Universal testing for COVID-19 may not be the best way to keep people safe, despite growing calls for ramped up screening. In fact, testing everyone—instead of continuing to test presumptive-positive and high-risk people—could cause unintended harm and crash the system, according to new Western-led research.
Statistical and Actuarial Sciences professors Grace Yi and Wenqing He co-authored a recent statistical evaluation of when and why tests should take place, basing their analysis on current testing protocols and the degrees of uncertainty and inaccuracy of the tests.
“Testing everyone without discretion is not recommended,” Yi explained about their findings. “It is important to prioritize the testing of people who need it the most, not only for the economic considerations of the availability of test kits, but also for the statistical concerns of controlling false positive or negative results.”
The quest for tests has dominated public debate as the pandemic has resulted in more and more social measures to limit its spread—where are the tests, what test is best, who should/shouldn’t be tested.
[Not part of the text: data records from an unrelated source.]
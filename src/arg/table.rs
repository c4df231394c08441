//
// Copyright 2018 yvt, all rights reserved.
//
// This source code is a part of Nightingales.
//
//! Bind groups.
use parking_lot::Mutex;
use std::sync::Arc;

use super::layout::{BindGroupLayoutRef, BindingPlacement, TableKind};
use super::samplercache::{SamplerHeapCache, SamplerHeapCacheEntry};
use super::shadervisible::{GpuDescriptorAllocation, ShaderVisibleDescriptorAllocator};
use super::staging::{OwnedCpuAllocation, StagingBuckets};
use super::{BindingType, DescriptorRangeType};
use crate::buffer::BufferRef;
use crate::image::TextureRef;
use crate::native::{DescriptorHeapType, GpuDescriptorHandle, NativeDeviceRef, ViewDesc};
use crate::sampler::SamplerRef;
use crate::subresource::SubresourceRange;
use zangfx_common::{Result, Serial};

#[derive(Debug, Clone)]
pub enum BindingResource {
    Buffer {
        buffer: BufferRef,
        offset: u64,
        size: u64,
    },
    Sampler(SamplerRef),
    Texture {
        texture: TextureRef,
        range: SubresourceRange,
    },
}

#[derive(Debug, Clone)]
pub struct BindGroupEntry {
    pub binding: u32,
    pub resource: BindingResource,
}

/// A buffer bound as a root descriptor.
#[derive(Debug, Clone)]
pub struct DynamicBufferBinding {
    pub binding: u32,
    pub ty: DescriptorRangeType,
    pub buffer: BufferRef,
    pub offset: u64,
    pub size: u64,
}

/// A set of resources bound together, laid out according to a
/// [`BindGroupLayout`](super::layout::BindGroupLayout).
#[derive(Debug)]
pub struct BindGroup {
    layout: BindGroupLayoutRef,
    /// Sorted by binding number.
    entries: Vec<BindGroupEntry>,
    dynamic_buffers: Vec<DynamicBufferBinding>,
    device: NativeDeviceRef,
    cpu_views: Option<OwnedCpuAllocation>,
    gpu_views: Mutex<Option<GpuDescriptorAllocation>>,
    samplers: Option<Arc<SamplerHeapCacheEntry>>,
}

pub type BindGroupRef = Arc<BindGroup>;

impl BindGroup {
    /// Construct a `BindGroup`, writing its view descriptors into a block from
    /// `view_allocators` and obtaining its sampler table from
    /// `sampler_cache`.
    ///
    /// Panics if `entries` does not match `layout`. On failure, every
    /// descriptor block allocated so far is released.
    pub fn new(
        device: &NativeDeviceRef,
        view_allocators: &StagingBuckets,
        sampler_cache: &Arc<SamplerHeapCache>,
        layout: &BindGroupLayoutRef,
        entries: &[BindGroupEntry],
    ) -> Result<BindGroupRef> {
        let mut entries = entries.to_vec();
        entries.sort_by_key(|e| e.binding);
        let plan = layout.plan();
        assert_eq!(
            entries.len(),
            layout.entries().len(),
            "the number of entries does not match the layout"
        );

        let cpu_views = view_allocators.allocate(plan.num_view_descriptors())?;
        let mut samplers = Vec::with_capacity(plan.num_sampler_descriptors() as usize);
        let mut dynamic_buffers = Vec::new();

        for (entry, layout_entry) in entries.iter().zip(layout.entries().iter()) {
            assert_eq!(entry.binding, layout_entry.binding, "binding mismatch");
            let placement = plan
                .placement(entry.binding)
                .expect("every layout entry has a placement");

            match *placement {
                BindingPlacement::RootDescriptor { ty, .. } => match entry.resource {
                    BindingResource::Buffer {
                        ref buffer,
                        offset,
                        size,
                    } => dynamic_buffers.push(DynamicBufferBinding {
                        binding: entry.binding,
                        ty,
                        buffer: buffer.clone(),
                        offset,
                        size,
                    }),
                    _ => panic!("binding {}: a buffer is required", entry.binding),
                },
                BindingPlacement::Table {
                    table: TableKind::Sampler,
                    offset,
                    ..
                } => match entry.resource {
                    BindingResource::Sampler(ref sampler) => {
                        debug_assert_eq!(offset as usize, samplers.len());
                        samplers.push(sampler.clone());
                    }
                    _ => panic!("binding {}: a sampler is required", entry.binding),
                },
                BindingPlacement::Table {
                    table: TableKind::View,
                    ty,
                    offset,
                    ..
                } => {
                    let desc = view_desc(entry, layout_entry.ty, ty);
                    let allocation = cpu_views
                        .as_ref()
                        .expect("a view table has at least one descriptor");
                    device.create_view(&desc, allocation.offset_from(offset));
                }
            }
        }

        let samplers = if samplers.is_empty() {
            None
        } else {
            Some(sampler_cache.get_or_create(&samplers)?)
        };

        Ok(Arc::new(BindGroup {
            layout: layout.clone(),
            entries,
            dynamic_buffers,
            device: device.clone(),
            cpu_views,
            gpu_views: Mutex::new(None),
            samplers,
        }))
    }

    pub fn layout(&self) -> &BindGroupLayoutRef {
        &self.layout
    }

    pub fn entries(&self) -> &[BindGroupEntry] {
        &self.entries
    }

    pub fn dynamic_buffers(&self) -> &[DynamicBufferBinding] {
        &self.dynamic_buffers
    }

    pub fn cpu_views(&self) -> Option<&OwnedCpuAllocation> {
        self.cpu_views.as_ref()
    }

    pub fn sampler_entry(&self) -> Option<&Arc<SamplerHeapCacheEntry>> {
        self.samplers.as_ref()
    }

    /// The location of the view table in the shader-visible heap, valid after
    /// a successful `populate_views`.
    pub fn base_view_gpu_descriptor(&self) -> Option<GpuDescriptorHandle> {
        self.gpu_views.lock().map(|a| a.base_gpu_descriptor())
    }

    pub fn base_sampler_gpu_descriptor(&self) -> Option<GpuDescriptorHandle> {
        self.samplers.as_ref()?.base_gpu_descriptor()
    }

    /// Copy the view table into `allocator`'s current heap for the command
    /// list `pending`, unless it is already there. Returns `false` if
    /// `allocator` is full.
    pub fn populate_views(
        &self,
        pending: Serial,
        allocator: &mut ShaderVisibleDescriptorAllocator,
    ) -> bool {
        let cpu_views = match self.cpu_views {
            Some(ref x) => x,
            None => return true,
        };

        let mut gpu_views = self.gpu_views.lock();
        if let Some(ref existing) = *gpu_views {
            if allocator.is_allocation_still_valid(existing, pending) {
                return true;
            }
        }

        let count = self.layout.plan().num_view_descriptors();
        let allocation = match allocator.allocate_gpu_descriptors(count, pending) {
            Some(x) => x,
            None => return false,
        };
        self.device.copy_descriptors(
            count,
            allocation.base_cpu_descriptor(),
            cpu_views.base_descriptor(),
            DescriptorHeapType::CbvSrvUav,
        );
        *gpu_views = Some(allocation);
        true
    }

    /// Like `populate_views`, but for the sampler table. The table is shared
    /// with every bind group using the same samplers.
    pub fn populate_samplers(
        &self,
        pending: Serial,
        allocator: &mut ShaderVisibleDescriptorAllocator,
    ) -> bool {
        match self.samplers {
            Some(ref entry) => entry.materialize(pending, allocator),
            None => true,
        }
    }
}

fn view_desc(entry: &BindGroupEntry, binding_ty: BindingType, ty: DescriptorRangeType) -> ViewDesc {
    match (&entry.resource, binding_ty) {
        (
            &BindingResource::Buffer {
                ref buffer,
                offset,
                size,
            },
            BindingType::Buffer { .. },
        ) => {
            assert!(
                offset.checked_add(size).map_or(false, |end| end <= buffer.size()),
                "binding {}: buffer range out of bounds",
                entry.binding
            );
            let resource = buffer.id();
            match ty {
                DescriptorRangeType::Cbv => ViewDesc::ConstantBuffer {
                    resource,
                    offset,
                    size,
                },
                DescriptorRangeType::Srv => ViewDesc::BufferSrv {
                    resource,
                    offset,
                    size,
                },
                DescriptorRangeType::Uav => ViewDesc::BufferUav {
                    resource,
                    offset,
                    size,
                },
                DescriptorRangeType::Sampler => unreachable!(),
            }
        }
        (
            &BindingResource::Texture {
                ref texture,
                range,
            },
            BindingType::Texture | BindingType::StorageTexture { .. },
        ) => {
            assert!(
                texture.full_range().contains(&range),
                "binding {}: subresource range out of bounds",
                entry.binding
            );
            let resource = texture.id();
            match ty {
                DescriptorRangeType::Srv => ViewDesc::TextureSrv { resource, range },
                DescriptorRangeType::Uav => ViewDesc::TextureUav { resource, range },
                DescriptorRangeType::Cbv | DescriptorRangeType::Sampler => unreachable!(),
            }
        }
        _ => panic!(
            "binding {}: resource does not match {:?}",
            entry.binding, binding_ty
        ),
    }
}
This noise has led to confusion in the population and mixed messages from public officials.
“Normally, whenever you have symptoms, you want to be tested to ensure you receive recommended medical care,” Yi said. But there are several reasons that’s not already happening with COVID-19.
“First, in the real world, we don’t have so many test kits available. Second, even if we had infinity medical resources to do the test, is that the best way, statistically, to control the virus?”
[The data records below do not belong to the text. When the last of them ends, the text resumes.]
//
// Copyright 2018 yvt, all rights reserved.
//
// This source code is a part of Nightingales.
//
use crate::buffer::BufferUsageFlags;
use crate::image::TextureUsageFlags;
use crate::native::ResourceStates;
use crate::sampler::{AddressMode, BorderColor, CmpFn, Filter, MipmapMode};
use crate::subresource::Aspects;

const FILTER_TYPE_POINT: u32 = 0;
const FILTER_TYPE_LINEAR: u32 = 1;
const FILTER_REDUCTION_TYPE_STANDARD: u32 = 0;
const FILTER_REDUCTION_TYPE_COMPARISON: u32 = 1;
const ANISOTROPIC_FILTERING_BIT: u32 = 0x40;

/// `D3D12_ENCODE_BASIC_FILTER`
fn encode_basic_filter(min: u32, mag: u32, mip: u32, reduction: u32) -> u32 {
    ((min & 3) << 4) | ((mag & 3) << 2) | (mip & 3) | ((reduction & 3) << 7)
}

fn translate_filter_type(value: Filter) -> u32 {
    match value {
        Filter::Nearest => FILTER_TYPE_POINT,
        Filter::Linear => FILTER_TYPE_LINEAR,
    }
}

/// Compute a `D3D12_FILTER` value.
///
/// Anisotropic filtering overrides all three filter types.
pub fn translate_filter(
    min: Filter,
    mag: Filter,
    mip: MipmapMode,
    comparison: bool,
    max_anisotropy: u32,
) -> u32 {
    let reduction = if comparison {
        FILTER_REDUCTION_TYPE_COMPARISON
    } else {
        FILTER_REDUCTION_TYPE_STANDARD
    };
    if max_anisotropy > 1 {
        ANISOTROPIC_FILTERING_BIT
            | encode_basic_filter(
                FILTER_TYPE_LINEAR,
                FILTER_TYPE_LINEAR,
                FILTER_TYPE_LINEAR,
                reduction,
            )
    } else {
        let mip = match mip {
            MipmapMode::Nearest => FILTER_TYPE_POINT,
            MipmapMode::Linear => FILTER_TYPE_LINEAR,
        };
        encode_basic_filter(
            translate_filter_type(min),
            translate_filter_type(mag),
            mip,
            reduction,
        )
    }
}

/// Compute a `D3D12_TEXTURE_ADDRESS_MODE` value.
pub fn translate_address_mode(value: AddressMode) -> u32 {
    match value {
        AddressMode::Repeat => 1,
        AddressMode::MirroredRepeat => 2,
        AddressMode::ClampToEdge => 3,
        AddressMode::ClampToBorderColor => 4,
        AddressMode::MirroredClampToEdge => 5,
    }
}

/// Compute a `D3D12_COMPARISON_FUNC` value.
pub fn translate_cmp_fn(value: CmpFn) -> u32 {
    match value {
        CmpFn::Never => 1,
        CmpFn::Less => 2,
        CmpFn::Equal => 3,
        CmpFn::LessEqual => 4,
        CmpFn::Greater => 5,
        CmpFn::NotEqual => 6,
        CmpFn::GreaterEqual => 7,
        CmpFn::Always => 8,
    }
}

pub fn translate_border_color(value: BorderColor) -> [f32; 4] {
    match value {
        BorderColor::FloatTransparentBlack => [0.0, 0.0, 0.0, 0.0],
        BorderColor::FloatOpaqueBlack => [0.0, 0.0, 0.0, 1.0],
        BorderColor::FloatOpaqueWhite => [1.0, 1.0, 1.0, 1.0],
    }
}

/// Translate a texture usage to the native state it requires.
///
/// `aspects` is the set of the texture's aspects; a render attachment with a
/// depth or stencil aspect is a depth-stencil target.
///
/// Panics if `PRESENT` is combined with another usage.
pub fn translate_texture_usage(usage: TextureUsageFlags, aspects: Aspects) -> ResourceStates {
    if usage.contains(TextureUsageFlags::PRESENT) {
        assert_eq!(
            usage,
            TextureUsageFlags::PRESENT,
            "PRESENT cannot be combined with other usages"
        );
        return ResourceStates::PRESENT;
    }

    let mut states = ResourceStates::COMMON;
    if usage.contains(TextureUsageFlags::COPY_READ) {
        states |= ResourceStates::COPY_SOURCE;
    }
    if usage.contains(TextureUsageFlags::COPY_WRITE) {
        states |= ResourceStates::COPY_DEST;
    }
    if usage.intersects(TextureUsageFlags::SAMPLED | TextureUsageFlags::STORAGE_READ) {
        states |= ResourceStates::ALL_SHADER_RESOURCE;
    }
    if usage.contains(TextureUsageFlags::STORAGE) {
        states |= ResourceStates::UNORDERED_ACCESS;
    }
    if usage.contains(TextureUsageFlags::RENDER) {
        if aspects.intersects(Aspects::DEPTH | Aspects::STENCIL) {
            states |= ResourceStates::DEPTH_WRITE;
        } else {
            states |= ResourceStates::RENDER_TARGET;
        }
    }
    if usage.contains(TextureUsageFlags::RENDER_READ) {
        states |= ResourceStates::DEPTH_READ;
    }
    states
}

/// Translate a buffer usage to the native state it requires.
pub fn translate_buffer_usage(usage: BufferUsageFlags) -> ResourceStates {
    let mut states = ResourceStates::COMMON;
    if usage.contains(BufferUsageFlags::COPY_READ) {
        states |= ResourceStates::COPY_SOURCE;
    }
    if usage.intersects(BufferUsageFlags::COPY_WRITE | BufferUsageFlags::QUERY_RESOLVE) {
        states |= ResourceStates::COPY_DEST;
    }
    if usage.intersects(BufferUsageFlags::VERTEX | BufferUsageFlags::UNIFORM) {
        states |= ResourceStates::VERTEX_AND_CONSTANT_BUFFER;
    }
    if usage.contains(BufferUsageFlags::INDEX) {
        states |= ResourceStates::INDEX_BUFFER;
    }
    if usage.contains(BufferUsageFlags::STORAGE) {
        states |= ResourceStates::UNORDERED_ACCESS;
    }
    if usage.contains(BufferUsageFlags::STORAGE_READ) {
        states |= ResourceStates::ALL_SHADER_RESOURCE;
    }
    if usage.contains(BufferUsageFlags::INDIRECT_DRAW) {
        states |= ResourceStates::INDIRECT_ARGUMENT;
    }
    states
}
As COVID-19 tests become more widely available, health-care experts and researchers have warned about one major issue: The tests are not 100 percent reliable.
“It now seems quite tempting to take aggressive action to administer COVID-19 tests to as many patients as possible. However, an important-yet-overlooked issue is on the imperfectness of test procedures,” according to the researchers.
“Since no medical tests can produce 100-per-cent accurate result, both false negative and false positive results are possible when testing suspected patients.”
Based on performance in China, the test correctly identifies about 60 percent of patients with the disease and about 90 percent who are disease-free. This often necessitates repeat tests to confirm or rule out the virus.
If the entire population were tested, the researchers contend, a large number would be misdiagnosed as healthy. Instead of self-isolating, those people would then go about normal business and, unknowingly, infect others; attempts at containing the disease, ironically, would have been thwarted because of testing.
On the other side, Yi acknowledged, individuals might find a false positive a “tolerable” consequence of testing.
But those in charge of administering health care—those who need to optimize test kits to equip and staff health-care facilities—would find these newly ‘diagnosed’ (but misdiagnosed) patients overwhelming the system.
Yi said priority for testing should be given to those at high risk, such as health-care workers who have been in contact with COVID-19 patients; symptomatic people in areas with high-infection rates; seniors with chronic health conditions; and symptomatic patients with immunodeficiency diseases.
The paper does advocate for more testing—including repeat testing for symptomatic people who test negative for the virus.
“The tests should only be applied to presumptive people in order to control false-positive and false-negative results. With limited resources, targeting the presumptive people and applying the tests repeatedly is the best strategy to make sure the true COVID-19 carriers are not missed, and discharged inpatients are truly virus-free,” the researchers concluded.
Li hopes the analysis will allay some of the anxieties and frustrations of the general public who think testing is the answer, as well as offers additional guidance to clinicians and public-health officials “facing a dilemma of balancing limited resources and unmet demands.”
For people who do not work in high-risk jobs with high-risk patients, the best way to prevent transmission is to follow public health recommendations: self-isolation, physical distancing and repeated hand-washing.
“I want the general public to understand taking a test is not the best way to keep you safe,” she said. “Doing tests for everyone is not a wise thing. You have to do this for presumptive patients or suspected patients.”